→ **Records provided**
//! JSON and Markdown renderings of a [`RunReport`].
//!
//! Renderers format what the verdict already says; they never recompute a
//! number.

use std::path::{Path, PathBuf};

use thiserror::Error;

use pricetruth_verdict::CompetitorPricing;

use crate::report::RunReport;

pub const JSON_FILE: &str = "report.json";
pub const MARKDOWN_FILE: &str = "report.md";

#[derive(Debug, Error)]
pub enum ReportError {
    #[error("failed to serialize report: {0}")]
    Serialize(#[from] serde_json::Error),

    #[error("failed to write {path}: {source}")]
    Write {
        path: PathBuf,
        #[source]
        source: std::io::Error,
    },
}

pub fn render_json(report: &RunReport) -> Result<String, ReportError> {
    Ok(serde_json::to_string_pretty(report)?)
}

pub fn render_markdown(report: &RunReport) -> String {
    let verdict = report.verdict();
    let product = report.product();
    let mut md = Markdown::default();

    md.line("# Pricing Analysis Report");
    md.blank();
    md.line(&format!("**Generated:** {}", report.generated_at().to_rfc3339()));
    md.line(&format!("**Run:** `{}`", report.run_id()));
    md.blank();

    md.heading("Inputs");
    md.line(&format!("- **Product:** {}", product.name));
    md.line(&format!("- **URL:** {}", product.url));
    md.line(&format!("- **Current price:** {}", product.current_price_text));
    if let Some(model) = &product.pricing_model {
        md.line(&format!("- **Pricing model:** {model}"));
    }
    md.line(&format!("- **Sources retrieved:** {}", report.sources_retrieved()));
    md.line(&format!(
        "- **Competitors analyzed:** {} ({} comparable)",
        verdict.competitor_table().len(),
        verdict.comparable_count()
    ));
    for hint in &product.competitor_urls {
        md.line(&format!("- **Competitor hint:** {hint}"));
    }
    md.blank();

    md.heading("Verdict");
    md.line(&format!("**Status:** {}", verdict.status()));
    md.blank();
    let confidence = verdict.confidence();
    md.line(&format!(
        "**Confidence:** {} ({})",
        confidence.level.as_str(),
        confidence.score
    ));
    md.blank();
    md.line(verdict.summary());
    md.blank();

    md.heading("Competitor Comparison");
    if verdict.competitor_table().is_empty() {
        md.line("No competitors were found in the retrieved sources.");
    } else {
        md.line("| Competitor | Domain | Price evidence (verbatim) | Monthly USD | Notes |");
        md.line("|---|---|---|---|---|");
        for competitor in verdict.competitor_table() {
            md.line(&comparison_row(competitor));
        }
    }
    md.blank();

    md.heading("Key Reasons");
    bullets(&mut md, verdict.key_reasons().iter().map(String::as_str));

    md.heading("Gaps & Limitations");
    if verdict.gaps().is_empty() {
        md.line("No data gaps were recorded.");
        md.blank();
    } else {
        let gaps: Vec<String> = verdict
            .gaps()
            .iter()
            .map(|g| format!("`{}` {} ({})", g.reason_code, g.message, g.related_entity_ref))
            .collect();
        bullets(&mut md, gaps.iter().map(String::as_str));
    }

    md.heading("Citations");
    if verdict.citations().is_empty() {
        md.line("No numeric claims required citations.");
        md.blank();
    } else {
        for (i, citation) in verdict.citations().iter().enumerate() {
            let title = citation.title.as_deref().unwrap_or(&citation.url);
            let retrieved = citation
                .timestamp
                .map(|t| format!(", retrieved {}", t.to_rfc3339()))
                .unwrap_or_default();
            md.line(&format!("{}. [{}]({}){retrieved}", i + 1, escape(title), citation.url));
        }
        md.blank();
    }

    if let Some(narrative) = report.narrative() {
        md.heading("Narrative (non-authoritative)");
        md.line(&format!("> {}", narrative.label()));
        md.blank();
        md.line(narrative.text().trim_end());
        md.blank();
    }

    md.finish()
}

/// Write `report.json` and `report.md` into `dir`, creating it if needed.
pub fn write_reports(report: &RunReport, dir: &Path) -> Result<(PathBuf, PathBuf), ReportError> {
    let write = |name: &str, contents: String| -> Result<PathBuf, ReportError> {
        let path = dir.join(name);
        std::fs::write(&path, contents).map_err(|source| ReportError::Write {
            path: path.clone(),
            source,
        })?;
        Ok(path)
    };

    std::fs::create_dir_all(dir).map_err(|source| ReportError::Write {
        path: dir.to_path_buf(),
        source,
    })?;
    let json = write(JSON_FILE, render_json(report)?)?;
    let markdown = write(MARKDOWN_FILE, render_markdown(report))?;
    tracing::info!(json = %json.display(), markdown = %markdown.display(), "reports written");
    Ok((json, markdown))
}

fn comparison_row(competitor: &CompetitorPricing) -> String {
    let evidence = match competitor.normalized_snippet() {
        Some(snippet) => escape(snippet.text()),
        None if competitor.no_evidence_found() => "no evidence found".to_string(),
        None => competitor
            .extracted_price_texts()
            .first()
            .map(|t| escape(t))
            .unwrap_or_default(),
    };
    let monthly = competitor
        .normalized_monthly_usd()
        .map(|v| format!("${v:.2}"))
        .unwrap_or_else(|| "n/a".to_string());
    let notes = competitor
        .notes()
        .iter()
        .map(|n| escape(n))
        .chain(competitor.gaps().iter().map(|g| escape(&g.message)))
        .collect::<Vec<_>>()
        .join("; ");
    format!(
        "| {} | {} | {evidence} | {monthly} | {notes} |",
        escape(competitor.competitor_name()),
        competitor.domain()
    )
}

fn bullets<'a>(md: &mut Markdown, items: impl Iterator<Item = &'a str>) {
    let mut any = false;
    for item in items {
        md.line(&format!("- {item}"));
        any = true;
    }
    if !any {
        md.line("- (none)");
    }
    md.blank();
}

/// Keep table cells on one line and free of column breaks.
fn escape(text: &str) -> String {
    text.replace('|', "\\|").replace(['\n', '\r'], " ")
}

#[derive(Default)]
struct Markdown(String);

impl Markdown {
    fn line(&mut self, s: &str) {
        self.0.push_str(s);
        self.0.push('\n');
    }

    fn blank(&mut self) {
        self.0.push('\n');
    }

    fn heading(&mut self, title: &str) {
        self.line(&format!("## {title}"));
        self.blank();
    }

    fn finish(self) -> String {
        self.0
    }
}

#[cfg(test)]
mod tests {
    use super::*;
    use chrono::{TimeZone, Utc};
    use pricetruth_core::{CancellationFlag, ProductInput, RunId, Source};
    use pricetruth_narrative::{NarrationMode, TemplateNarrator, narrate};
    use pricetruth_verdict::{PipelineConfig, analyze};
    use uuid::Uuid;

    fn report(narrated: bool) -> RunReport {
        let product = ProductInput::new("Acme", "https://acme.com", "$50/month");
        let sources = vec![
            Source::new("https://a.com/pricing", "A | Pricing", "Pro $20/month"),
            Source::new("https://b.com/pricing", "B Pricing", "Pro $30/month"),
            Source::new("https://c.com/pricing", "C Pricing", "Team $10/seat/month"),
        ];
        let verdict =
            analyze(&product, &sources, &PipelineConfig::default(), &CancellationFlag::new())
                .unwrap();
        let mode = if narrated {
            NarrationMode::Enabled
        } else {
            NarrationMode::Disabled
        };
        let narrative = narrate(mode, &TemplateNarrator, &product, &verdict);
        RunReport::new(product, sources.len(), verdict)
            .with_narrative(narrative)
            .with_run_id(RunId::from_uuid(Uuid::nil()))
            .with_generated_at(Utc.with_ymd_and_hms(2026, 1, 2, 3, 4, 5).unwrap())
    }

    #[test]
    fn json_wraps_the_verdict_with_metadata() {
        let rendered = render_json(&report(false)).unwrap();
        let json: serde_json::Value = serde_json::from_str(&rendered).unwrap();
        assert_eq!(json["schema_version"], "1.0");
        assert_eq!(json["run_id"], "00000000-0000-0000-0000-000000000000");
        assert_eq!(json["verdict"]["status"], "OVERPRICED");
        assert!(json.get("narrative").is_none());
    }

    #[test]
    fn markdown_has_every_section_in_order() {
        let md = render_markdown(&report(true));
        let sections = [
            "## Inputs",
            "## Verdict",
            "## Competitor Comparison",
            "## Key Reasons",
            "## Gaps & Limitations",
            "## Citations",
            "## Narrative (non-authoritative)",
        ];
        let mut last = 0;
        for section in sections {
            let at = md.find(section).unwrap_or_else(|| panic!("missing {section}"));
            assert!(at >= last, "{section} out of order");
            last = at;
        }
    }

    #[test]
    fn markdown_quotes_values_from_the_verdict() {
        let report = report(false);
        let md = render_markdown(&report);
        assert!(md.contains("**Status:** OVERPRICED"));
        assert!(md.contains("| $20.00 |"));
        assert!(md.contains("| n/a |"));
        assert!(md.contains("per-seat pricing without seat count"));
        assert!(md.contains("[A \\| Pricing](https://a.com/pricing)"));
        assert!(!md.contains("## Narrative"));
    }
}
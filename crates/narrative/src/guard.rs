//! Number guard and the narration entry point.

use std::sync::LazyLock;

use regex::Regex;
use serde::{Deserialize, Serialize};

use pricetruth_core::ProductInput;
use pricetruth_pricing::parse_amount;
use pricetruth_verdict::PricingVerdict;

use crate::narrative::{Narrative, NarrativeError};
use crate::narrator::Narrator;
use crate::request::NarrationRequest;

static NUMBER_TOKEN: LazyLock<Regex> =
    LazyLock::new(|| Regex::new(r"[0-9]+(?:[.,][0-9]+)*").expect("number token pattern is valid"));

/// Whether the optional narrative stage runs. Passed explicitly per run.
#[derive(Debug, Clone, Copy, Default, PartialEq, Eq, Serialize, Deserialize)]
#[serde(rename_all = "snake_case")]
pub enum NarrationMode {
    #[default]
    Disabled,
    Enabled,
}

fn numbers_in(text: &str) -> impl Iterator<Item = (&str, f64)> + '_ {
    NUMBER_TOKEN.find_iter(text).filter_map(|m| {
        let token = m.as_str().trim_end_matches(['.', ',']);
        parse_amount(token).map(|value| (token, value))
    })
}

/// Number tokens in `text` whose value appears nowhere in `request`.
pub fn introduced_numbers(text: &str, request: &NarrationRequest<'_>) -> Vec<String> {
    let Ok(evidence) = request.to_json() else {
        return numbers_in(text).map(|(token, _)| token.to_string()).collect();
    };
    let known: Vec<f64> = numbers_in(&evidence).map(|(_, value)| value).collect();

    let mut out: Vec<String> = Vec::new();
    for (token, value) in numbers_in(text) {
        let present = known.iter().any(|k| (k - value).abs() < 1e-9);
        if !present && !out.iter().any(|t| t == token) {
            out.push(token.to_string());
        }
    }
    out
}

/// Validate a draft and label it non-authoritative.
pub fn check(
    narrator: &str,
    draft: String,
    request: &NarrationRequest<'_>,
) -> Result<Narrative, NarrativeError> {
    if draft.trim().is_empty() {
        return Err(NarrativeError::Empty);
    }
    let introduced = introduced_numbers(&draft, request);
    if !introduced.is_empty() {
        return Err(NarrativeError::IntroducedNumbers(introduced));
    }
    Ok(Narrative::new(narrator, draft))
}

/// Run the narrative stage on a finalized verdict.
///
/// Returns `None` when disabled or when the narrator's output is rejected; the
/// verdict itself is never affected.
pub fn narrate(
    mode: NarrationMode,
    narrator: &dyn Narrator,
    product: &ProductInput,
    verdict: &PricingVerdict,
) -> Option<Narrative> {
    if mode == NarrationMode::Disabled {
        return None;
    }
    let request = NarrationRequest::new(product, verdict);
    let result = narrator
        .narrate(&request)
        .and_then(|draft| check(narrator.name(), draft, &request));
    match result {
        Ok(narrative) => Some(narrative),
        Err(err) => {
            tracing::warn!(narrator = narrator.name(), error = %err, "narrative rejected");
            None
        }
    }
}
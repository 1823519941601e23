//! Descriptive statistics over normalized competitor prices.

use serde::Serialize;

#[derive(Debug, Clone, Copy, PartialEq, Serialize)]
pub struct Distribution {
    pub count: usize,
    pub mean: f64,
    pub median: f64,
    pub min: f64,
    pub max: f64,
    /// Population standard deviation.
    pub std_dev: f64,
}

impl Distribution {
    /// `None` for an empty slice.
    pub fn of(values: &[f64]) -> Option<Self> {
        if values.is_empty() {
            return None;
        }
        let mean = mean(values);
        Some(Self {
            count: values.len(),
            mean,
            median: median(values),
            min: values.iter().copied().fold(f64::INFINITY, f64::min),
            max: values.iter().copied().fold(f64::NEG_INFINITY, f64::max),
            std_dev: std_dev_population(values, mean),
        })
    }

    /// Coefficient of variation; 0 when the mean is 0.
    pub fn cv(&self) -> f64 {
        if self.mean == 0.0 {
            0.0
        } else {
            self.std_dev / self.mean
        }
    }
}

fn mean(xs: &[f64]) -> f64 {
    xs.iter().sum::<f64>() / (xs.len() as f64)
}

fn median(xs: &[f64]) -> f64 {
    let mut sorted = xs.to_vec();
    sorted.sort_by(f64::total_cmp);
    let mid = sorted.len() / 2;
    if sorted.len() % 2 == 0 {
        (sorted[mid - 1] + sorted[mid]) / 2.0
    } else {
        sorted[mid]
    }
}

fn std_dev_population(xs: &[f64], mean: f64) -> f64 {
    let var = xs
        .iter()
        .map(|x| {
            let d = x - mean;
            d * d
        })
        .sum::<f64>()
        / (xs.len() as f64);
    var.sqrt()
}
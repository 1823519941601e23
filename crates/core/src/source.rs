//! Run inputs: retrieved sources and the product under analysis.

use std::collections::HashSet;

use chrono::{DateTime, Utc};
use serde::{Deserialize, Serialize};

use crate::domain::{is_http_url, normalize_domain};
use crate::error::{PipelineError, PipelineResult};

/// A page already fetched by the search client.
///
/// `raw_content` is treated as literal text: nothing downstream rewrites it.
#[derive(Debug, Clone, PartialEq, Eq, Serialize, Deserialize)]
pub struct Source {
    pub url: String,
    pub title: String,
    pub raw_content: String,
    #[serde(default, skip_serializing_if = "Option::is_none")]
    pub retrieved_at: Option<DateTime<Utc>>,
}

impl Source {
    pub fn new(
        url: impl Into<String>,
        title: impl Into<String>,
        raw_content: impl Into<String>,
    ) -> Self {
        Self {
            url: url.into(),
            title: title.into(),
            raw_content: raw_content.into(),
            retrieved_at: None,
        }
    }

    pub fn with_retrieved_at(mut self, retrieved_at: DateTime<Utc>) -> Self {
        self.retrieved_at = Some(retrieved_at);
        self
    }

    /// Normalized domain of the source URL. Only meaningful after validation.
    pub fn domain(&self) -> Option<String> {
        normalize_domain(&self.url)
    }

    pub fn validate(&self) -> PipelineResult<()> {
        if !is_http_url(&self.url) {
            return Err(PipelineError::validation(format!(
                "source url is not an absolute http(s) url: {:?}",
                self.url
            )));
        }
        Ok(())
    }
}

/// Validate an ordered source list as delivered by the search client.
///
/// The client contract is "deduplicated by URL"; a repeated URL is rejected
/// rather than silently merged.
pub fn validate_sources(sources: &[Source]) -> PipelineResult<()> {
    let mut seen: HashSet<&str> = HashSet::with_capacity(sources.len());
    for (position, source) in sources.iter().enumerate() {
        source
            .validate()
            .map_err(|e| PipelineError::validation(format!("sources[{position}]: {e}")))?;
        if !seen.insert(source.url.trim()) {
            return Err(PipelineError::validation(format!(
                "sources[{position}]: duplicate url {}",
                source.url
            )));
        }
    }
    Ok(())
}

/// The product whose price is being judged.
#[derive(Debug, Clone, PartialEq, Eq, Serialize, Deserialize)]
pub struct ProductInput {
    pub name: String,
    pub url: String,
    /// Price exactly as the user stated it (e.g. "$99/month").
    pub current_price_text: String,
    #[serde(default, skip_serializing_if = "Option::is_none")]
    pub pricing_model: Option<String>,
    /// Competitor URL (or bare domain) hints collected by the CLI.
    #[serde(default, skip_serializing_if = "Vec::is_empty")]
    pub competitor_urls: Vec<String>,
}

impl ProductInput {
    pub fn new(
        name: impl Into<String>,
        url: impl Into<String>,
        current_price_text: impl Into<String>,
    ) -> Self {
        Self {
            name: name.into(),
            url: url.into(),
            current_price_text: current_price_text.into(),
            pricing_model: None,
            competitor_urls: Vec::new(),
        }
    }

    pub fn with_pricing_model(mut self, model: impl Into<String>) -> Self {
        self.pricing_model = Some(model.into());
        self
    }

    pub fn with_competitor_url(mut self, url: impl Into<String>) -> Self {
        self.competitor_urls.push(url.into());
        self
    }

    /// Normalized domain of the product itself.
    pub fn domain(&self) -> Option<String> {
        normalize_domain(&self.url)
    }

    /// Normalized domains of the competitor hints, in hint order, deduplicated.
    pub fn competitor_domains(&self) -> Vec<String> {
        let mut out: Vec<String> = Vec::new();
        for hint in &self.competitor_urls {
            if let Some(domain) = normalize_domain(hint) {
                if !out.contains(&domain) {
                    out.push(domain);
                }
            }
        }
        out
    }

    pub fn validate(&self) -> PipelineResult<()> {
        if self.name.trim().is_empty() {
            return Err(PipelineError::validation("product name cannot be empty"));
        }
        if !is_http_url(&self.url) {
            return Err(PipelineError::validation(format!(
                "product url is not an absolute http(s) url: {:?}",
                self.url
            )));
        }
        if self.current_price_text.trim().is_empty() {
            return Err(PipelineError::validation("current price cannot be empty"));
        }
        for hint in &self.competitor_urls {
            if normalize_domain(hint).is_none() {
                return Err(PipelineError::validation(format!(
                    "competitor hint has no usable domain: {hint:?}"
                )));
            }
        }
        Ok(())
    }
}

#[cfg(test)]
mod tests {
    use super::*;

    fn product() -> ProductInput {
        ProductInput::new("Acme Boards", "https://acme.com", "$49/month")
    }

    #[test]
    fn valid_product_passes() {
        assert!(product().validate().is_ok());
    }

    #[test]
    fn product_rejects_empty_name() {
        let mut p = product();
        p.name = "   ".to_string();
        assert_eq!(
            p.validate().unwrap_err(),
            PipelineError::validation("product name cannot be empty")
        );
    }

    #[test]
    fn product_rejects_empty_price() {
        let mut p = product();
        p.current_price_text = String::new();
        assert!(p.validate().unwrap_err().is_validation());
    }

    #[test]
    fn product_rejects_relative_url() {
        let mut p = product();
        p.url = "acme.com".to_string();
        assert!(p.validate().is_err());
    }

    #[test]
    fn product_rejects_unusable_hint() {
        let p = product().with_competitor_url("not a domain");
        assert!(p.validate().is_err());
    }

    #[test]
    fn competitor_domains_are_normalized_and_deduplicated() {
        let p = product()
            .with_competitor_url("https://www.rival.io/pricing")
            .with_competitor_url("rival.io")
            .with_competitor_url("other.com");
        assert_eq!(p.competitor_domains(), vec!["rival.io", "other.com"]);
    }

    #[test]
    fn duplicate_source_urls_are_rejected() {
        let sources = vec![
            Source::new("https://rival.io/pricing", "Rival", "$10/month"),
            Source::new("https://rival.io/pricing", "Rival", "$10/month"),
        ];
        let err = validate_sources(&sources).unwrap_err();
        assert!(err.to_string().contains("duplicate url"));
    }

    #[test]
    fn source_without_scheme_is_rejected_with_position() {
        let sources = vec![
            Source::new("https://rival.io/pricing", "Rival", ""),
            Source::new("rival.io/plans", "Rival", ""),
        ];
        let err = validate_sources(&sources).unwrap_err();
        assert!(err.to_string().contains("sources[1]"));
    }

    #[test]
    fn source_deserializes_without_timestamp() {
        let json = r#"{"url":"https://rival.io","title":"Rival","raw_content":"$5/mo"}"#;
        let source: Source = serde_json::from_str(json).unwrap();
        assert_eq!(source.retrieved_at, None);
        assert_eq!(source.domain().as_deref(), Some("rival.io"));
    }
}
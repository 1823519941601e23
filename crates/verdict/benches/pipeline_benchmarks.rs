use criterion::{BenchmarkId, Criterion, Throughput, black_box, criterion_group, criterion_main};

use pricetruth_core::{CancellationFlag, ProductInput, Source};
use pricetruth_extraction::SnippetExtractor;
use pricetruth_verdict::{PipelineConfig, analyze};

/// A pricing page with a few plans and some filler prose.
fn pricing_page(i: usize) -> String {
    format!(
        "Plans for every team size. Start with a 14-day trial, no card required.\n\
         Starter: ${}/month for individuals.\n\
         Team: ${} per user/month for 5 users, billed monthly.\n\
         Enterprise: ${} per year with SSO and audit logs.\n\
         Questions? Contact sales for volume discounts.",
        9 + i % 20,
        15 + i % 30,
        1_200 + 100 * (i % 10),
    )
}

fn sources(n: usize) -> Vec<Source> {
    (0..n)
        .map(|i| {
            Source::new(
                format!("https://competitor-{i}.example.com/pricing"),
                format!("Competitor {i} pricing"),
                pricing_page(i),
            )
        })
        .collect()
}

fn bench_extraction(c: &mut Criterion) {
    let extractor = SnippetExtractor::default();
    let page = pricing_page(3).repeat(20);

    let mut group = c.benchmark_group("extraction");
    group.throughput(Throughput::Bytes(page.len() as u64));
    group.bench_function("pricing_page_x20", |b| {
        b.iter(|| extractor.extract_text("https://competitor.example.com", black_box(&page)))
    });
    group.finish();
}

fn bench_pipeline(c: &mut Criterion) {
    let product = ProductInput::new("Acme", "https://acme.com", "$25/month");
    let config = PipelineConfig::default();

    let mut group = c.benchmark_group("pipeline");
    for n in [4usize, 32, 256] {
        let sources = sources(n);
        group.throughput(Throughput::Elements(n as u64));
        group.bench_with_input(BenchmarkId::from_parameter(n), &sources, |b, sources| {
            b.iter(|| {
                analyze(&product, black_box(sources), &config, &CancellationFlag::new())
                    .map(|v| v.status())
            })
        });
    }
    group.finish();
}

criterion_group!(benches, bench_extraction, bench_pipeline);
criterion_main!(benches);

→ **Activity**
When the line with "pub const JSON_FILE: &str" is reached in the data above, start copying there, and copy each line exactly until the line with "let product = report.product();" has been copied; copy nothing else.

→ **Written solution**
pub const JSON_FILE: &str = "report.json";
pub const MARKDOWN_FILE: &str = "report.md";

#[derive(Debug, Error)]
pub enum ReportError {
    #[error("failed to serialize report: {0}")]
    Serialize(#[from] serde_json::Error),

    #[error("failed to write {path}: {source}")]
    Write {
        path: PathBuf,
        #[source]
        source: std::io::Error,
    },
}

pub fn render_json(report: &RunReport) -> Result<String, ReportError> {
    Ok(serde_json::to_string_pretty(report)?)
}

pub fn render_markdown(report: &RunReport) -> String {
    let verdict = report.verdict();
    let product = report.product();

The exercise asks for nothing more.